創建は平安時代の中期の正暦元年(990)で、かつては鎌倉古道の近くにあり、広大な寺領を有していた。昭和20年(1945)の戦災で多くの建物を失ったが、戦後、本堂、客殿が再建された。本尊は大井一丁目の経塚(現庚申堂、大井1-44-5)から、土中の読経を聞いて掘り起されたと伝えられる延命地蔵で、別名きょうよみ経読地蔵とも呼ばれる。
山門を入った左手に、貞年2(1685)に造立された庚申塔があり、本堂の左右には松と桜が植えられている。松は、この寺が鎌倉時代の武将梶原景季に縁があると伝えられることから「梶原の松」と呼ばれる。また、桜は、江戸時代に桜の名所であったことを偲んで植えられ、本尊にちなんで「延命桜」と名づけられた。

○聖天堂
山門を入った右側の小高い丘の上にあり、歓喜天(秘仏)が祀られている。山門とともに江戸時代の終わりごろに建てられたという古いもの。入口に朱塗りの山王鳥居、その右側に、文化元年(1804)に品川宿の大出氏が寄進した水盤がある。水盤の表には、歓喜天のシンボルである二股大根の絵が刻まれている。

雪中庵蓼太句碑(せっちゅうあんりょうたのひ)
本堂に向かって左手の自然石の碑。大島(本名吉川)蓼太の「世の中は三日見ぬ間に桜かな」という句碑が刻まれている。
蓼太は江戸時代中期の俳人で、信州伊那の生まれ。
元禄7年(1694)芭蕉が亡くなると、弟子たちは様々な流派に分裂し、次第に退廃していったが、芭蕉50回忌をすぎた天明期(1781〜89)に、俳諧を再び芭蕉の昔にかえそうという働きが盛んになる。この蕉風復活の「天明俳壇」の中心的役割を果たした俳人のひとりが大島蓼太で、3000人余りの門人を擁し、200冊以上の句集を編むなど全国的に名声を博した。
この碑は、天明7年(1787)の蓼太の死後間もなく、弟子たちが建てたものである。

林浄因の碑(りんじょういんのひ)
蓼太の句碑の隣にある。林浄因(?〜1359)は、室町時代初期に中国から日本に饅頭の製造法をもたらした人で、菓子の塩瀬家の元祖。碑は大正14年(1925)東京丸の内の塩瀬総本家らが発起人になって建立したもの。

阿波藍商人の墓(あわあいしょうにんのはか)
墓地の中程、桜の木のしたに3段に墓石を積み重ね、上に地蔵像を置いている。寛永年間(1624〜44)から明治までの約200年間に、来福寺に葬られた阿波国(現徳島県)の藍商人の墓66基を、明治2年(1927)に整理して合葬したもの。江戸時代を通じて、品川湊を中心に阿波の藍商人が活躍していたことがわかる。

○地名の由来 元芝(もとしば)
古くは大井郷芝村のこと。
来福寺の上台を上芝、下台を下芝とよんだ。これらを総称して元芝と呼ぶようになった。
(品川図鑑2 地名の由来より)

○しながわ昔話(来福寺の経読地蔵)
 大井三ツ又から大井町駅に向かって進んでいくと、通りの左側にトタンで囲った小さな庚申堂(大井一町目)があります。これは、少し離れた大井六丁目にある来福寺のお堂です。鎌倉時代までさかのぼると、ここは「経塚」とも呼ばれていたそうです。源頼朝が、これまでに失った多くの兵士たちの霊をなぐさめるためにお経を書き写し、おさめた場所であることから、そのような名前がついたと伝えられています。
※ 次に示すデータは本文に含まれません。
//! Persistent-stream transport over Server-Sent Events.
//!
//! Connection flow:
//! 1. `GET <endpoint>` with `Accept: text/event-stream`
//! 2. The first `endpoint` event names the URL requests are POSTed to
//!    (relative to the stream URL, or absolute)
//! 3. Envelopes carrying an `id` are POSTed to that URL
//! 4. Responses arrive on the stream as `message` events:
//!    `{"id": n, "result": ...}` or `{"id": n, "error": {"message": ...}}`

use std::sync::{Mutex, PoisonError};

use async_trait::async_trait;
use futures::StreamExt;
use reqwest::{Client as HttpClient, Url};
use tokio::sync::oneshot;
use tokio::task::JoinHandle;

use crate::errors::{BridgeError, ConnectionKind};

use super::transport::{truncate_body, InboundSink, Transport, CONNECT_TIMEOUT};
use super::types::{InboundMessage, WireRequest};

// ─── SSE decoding ────────────────────────────────────────────────────────────

/// One decoded server-sent event.
#[derive(Debug, Clone, PartialEq, Eq)]
pub struct SseEvent {
    /// The `event:` field, if present.
    pub event: Option<String>,
    /// All `data:` lines joined with `\n`.
    pub data: String,
}

/// Incremental SSE decoder.
///
/// Bytes are buffered until a blank line closes an event, so multi-byte
/// characters and events split across chunks decode correctly.
#[derive(Debug, Default)]
pub struct SseDecoder {
    buffer: Vec<u8>,
}

impl SseDecoder {
    /// Feed a chunk and return every event it completes.
    pub fn push(&mut self, chunk: &[u8]) -> Vec<SseEvent> {
        self.buffer.extend(chunk.iter().copied().filter(|b| *b != b'\r'));

        let mut events = Vec::new();
        while let Some(end) = find_event_end(&self.buffer) {
            let raw: Vec<u8> = self.buffer.drain(..end + 2).collect();
            let text = String::from_utf8_lossy(&raw[..end]);
            if let Some(event) = parse_event(&text) {
                events.push(event);
            }
        }
        events
    }
}

fn find_event_end(buffer: &[u8]) -> Option<usize> {
    buffer.windows(2).position(|w| w == b"\n\n")
}

/// Parse one event block. Comment-only blocks (keep-alives) yield `None`.
fn parse_event(block: &str) -> Option<SseEvent> {
    let mut event = None;
    let mut data: Vec<&str> = Vec::new();

    for line in block.lines() {
        if line.starts_with(':') {
            continue;
        }
        let (field, value) = match line.split_once(':') {
            Some((f, v)) => (f, v.strip_prefix(' ').unwrap_or(v)),
            None => (line, ""),
        };
        match field {
            "event" => event = Some(value.to_string()),
            "data" => data.push(value),
            _ => {}
        }
    }

    if event.is_none() && data.is_empty() {
        return None;
    }
    Some(SseEvent {
        event,
        data: data.join("\n"),
    })
}

// ─── SseTransport ────────────────────────────────────────────────────────────

/// Persistent transport: one long-lived event stream per session.
pub struct SseTransport {
    http: HttpClient,
    endpoint: String,
    credential: String,
    multiplex: bool,
    message_url: Mutex<Option<String>>,
    reader: Mutex<Option<JoinHandle<()>>>,
}

impl SseTransport {
    pub fn new(endpoint: &str, credential: &str, multiplex: bool) -> Result<Self, BridgeError> {
        // No total timeout: the stream stays open for the session's lifetime.
        let http = HttpClient::builder()
            .connect_timeout(CONNECT_TIMEOUT)
            .build()
            .map_err(|e| {
                BridgeError::connection(
                    ConnectionKind::Unreachable,
                    format!("failed to build HTTP client for {endpoint}: {e}"),
                )
            })?;

        Ok(Self {
            http,
            endpoint: endpoint.to_string(),
            credential: credential.to_string(),
            multiplex,
            message_url: Mutex::new(None),
            reader: Mutex::new(None),
        })
    }

    fn message_url(&self) -> Option<String> {
        self.message_url
            .lock()
            .unwrap_or_else(PoisonError::into_inner)
            .clone()
    }

    fn replace_reader(&self, handle: Option<JoinHandle<()>>) {
        let mut reader = self.reader.lock().unwrap_or_else(PoisonError::into_inner);
        if let Some(old) = std::mem::replace(&mut *reader, handle) {
            old.abort();
        }
    }
}

#[async_trait]
impl Transport for SseTransport {
    fn endpoint(&self) -> &str {
        &self.endpoint
    }

    fn multiplexed(&self) -> bool {
        self.multiplex
    }

    fn explicit_correlation(&self) -> bool {
        true
    }

    async fn connect(&self, inbound: InboundSink) -> Result<(), BridgeError> {
        let base = Url::parse(&self.endpoint).map_err(|e| {
            BridgeError::connection(
                ConnectionKind::Unreachable,
                format!("invalid endpoint URL '{}': {e}", self.endpoint),
            )
        })?;

        let response = self
            .http
            .get(base.clone())
            .bearer_auth(&self.credential)
            .header(reqwest::header::ACCEPT, "text/event-stream")
            .send()
            .await
            .map_err(|e| {
                BridgeError::connection(
                    ConnectionKind::Unreachable,
                    format!("failed to connect to {}: {e}", self.endpoint),
                )
            })?;

        let status = response.status();
        if !status.is_success() {
            let body = response.text().await.unwrap_or_default();
            return Err(BridgeError::connection(
                ConnectionKind::Unreachable,
                format!("HTTP {}: {}", status.as_u16(), truncate_body(&body)),
            ));
        }

        let (url_tx, url_rx) = oneshot::channel();
        let handle = tokio::spawn(read_events(response, base, url_tx, inbound));
        self.replace_reader(Some(handle));

        let url = url_rx.await.map_err(|_| {
            BridgeError::connection(
                ConnectionKind::Handshake,
                "event stream ended before announcing the message endpoint",
            )
        })?;
        tracing::debug!(endpoint = %self.endpoint, message_url = %url, "event stream connected");

        *self
            .message_url
            .lock()
            .unwrap_or_else(PoisonError::into_inner) = Some(url);
        Ok(())
    }

    async fn send(&self, id: u64, request: &WireRequest) -> Result<(), BridgeError> {
        let url = self.message_url().ok_or_else(|| {
            BridgeError::connection(ConnectionKind::Closed, "event stream is not connected")
        })?;

        let response = self
            .http
            .post(&url)
            .bearer_auth(&self.credential)
            .json(request)
            .send()
            .await
            .map_err(|e| {
                BridgeError::connection(
                    ConnectionKind::Unreachable,
                    format!("failed to post message {id} to {url}: {e}"),
                )
            })?;

        let status = response.status();
        if !status.is_success() {
            let body = response.text().await.unwrap_or_default();
            return Err(BridgeError::Upstream {
                tool: request.tool_name().to_string(),
                message: format!("HTTP {}: {}", status.as_u16(), truncate_body(&body)),
            });
        }
        Ok(())
    }

    fn disconnect(&self) {
        self.replace_reader(None);
        self.message_url
            .lock()
            .unwrap_or_else(PoisonError::into_inner)
            .take();
    }
}

/// Pump the event stream into the inbound sink until it ends.
async fn read_events(
    response: reqwest::Response,
    base: Url,
    url_tx: oneshot::Sender<String>,
    inbound: InboundSink,
) {
    let mut url_tx = Some(url_tx);
    let mut decoder = SseDecoder::default();
    let mut bytes = response.bytes_stream();

    while let Some(chunk) = bytes.next().await {
        let chunk = match chunk {
            Ok(c) => c,
            Err(e) => {
                tracing::warn!(error = %e, "upstream event stream read error");
                break;
            }
        };

        for event in decoder.push(&chunk) {
            match event.event.as_deref() {
                Some("endpoint") => match base.join(event.data.trim()) {
                    Ok(url) => {
                        if let Some(tx) = url_tx.take() {
                            let _ = tx.send(url.to_string());
                        }
                    }
                    Err(e) => tracing::error!(
                        data = %event.data,
                        error = %e,
                        "upstream announced an invalid message endpoint"
                    ),
                },
                Some("message") | None => {
                    match serde_json::from_str::<InboundMessage>(&event.data) {
                        Ok(msg) => {
                            if inbound.send(msg.into()).is_err() {
                                return;
                            }
                        }
                        Err(e) => tracing::error!(
                            data = %truncate_body(&event.data),
                            error = %e,
                            "unparseable upstream message"
                        ),
                    }
                }
                Some(other) => tracing::trace!(event = other, "ignoring upstream event"),
            }
        }
    }

    tracing::debug!("upstream event stream ended");
}

// ─── Tests ───────────────────────────────────────────────────────────────────
//! Request translation: local [`ToolCall`] → upstream [`WireRequest`].
//!
//! Pure and synchronous. Malformed calls are rejected here, before any
//! network activity.

use serde_json::Value;

use crate::errors::BridgeError;

use super::types::{ToolCall, WireRequest};

/// Build the upstream envelope for a tool call.
///
/// Fails with `Validation` when the name is blank, when `arguments` is not a
/// JSON object, or when the object has an empty key.
pub fn translate(call: &ToolCall) -> Result<WireRequest, BridgeError> {
    let name = call.name.trim();
    if name.is_empty() {
        return Err(BridgeError::validation("tool name must not be empty"));
    }

    let arguments = call.arguments.as_object().ok_or_else(|| {
        BridgeError::validation(format!(
            "arguments for '{name}' must be a JSON object, got {}",
            json_type_name(&call.arguments)
        ))
    })?;

    if arguments.keys().any(|k| k.trim().is_empty()) {
        return Err(BridgeError::validation(format!(
            "arguments for '{name}' contain an empty key"
        )));
    }

    Ok(WireRequest::call_tool(name, arguments.clone()))
}

/// Human-readable JSON type name for error messages.
pub fn json_type_name(value: &Value) -> &'static str {
    match value {
        Value::Null => "null",
        Value::Bool(_) => "boolean",
        Value::Number(_) => "number",
        Value::String(_) => "string",
        Value::Array(_) => "array",
        Value::Object(_) => "object",
    }
}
 経塚と呼ばれるようになってから数百年がたった室町時代、文亀元年(1501)のできごとです。このあたりを梅巌というお坊さんが通りかかると、近くからお経を読む声が聞こえてきました。「はて、人かげも見えないのに、いったいどうしたことだろう?」梅巌が声のするほうへ近づいてみると、聞こえてくるのは経塚の土の中からでした。おどろいた梅巌はていねいに土をほりおこしていきました。すると、一体の仏像があらわれ、お経も聞こえなくなりました。
 土をはらって手にとってみたところ、それはたいへんりっぱなお地蔵様でした。「世の中にはこのように不思議なこともあるものだ。みごとな仏像がどうして土の中にうめられていたのだろう……?」。この像についてもっと知りたくなった梅巌は、いろいろと調べてみることにしました。そして、これは長い間、ゆくえがわからなくなっていた来福寺のご本尊「延命地蔵」だということがわかりました。

 弘法大師が作ったとも伝えられている大切なご本尊が見つかったと、来福寺のお坊さんもとてもよろこび、梅巌に何度も「ありがとうございます」と言って、再び寺に置くことにしました。このことがあってからは、この像を「経読地蔵」とも呼ぶようになったということです。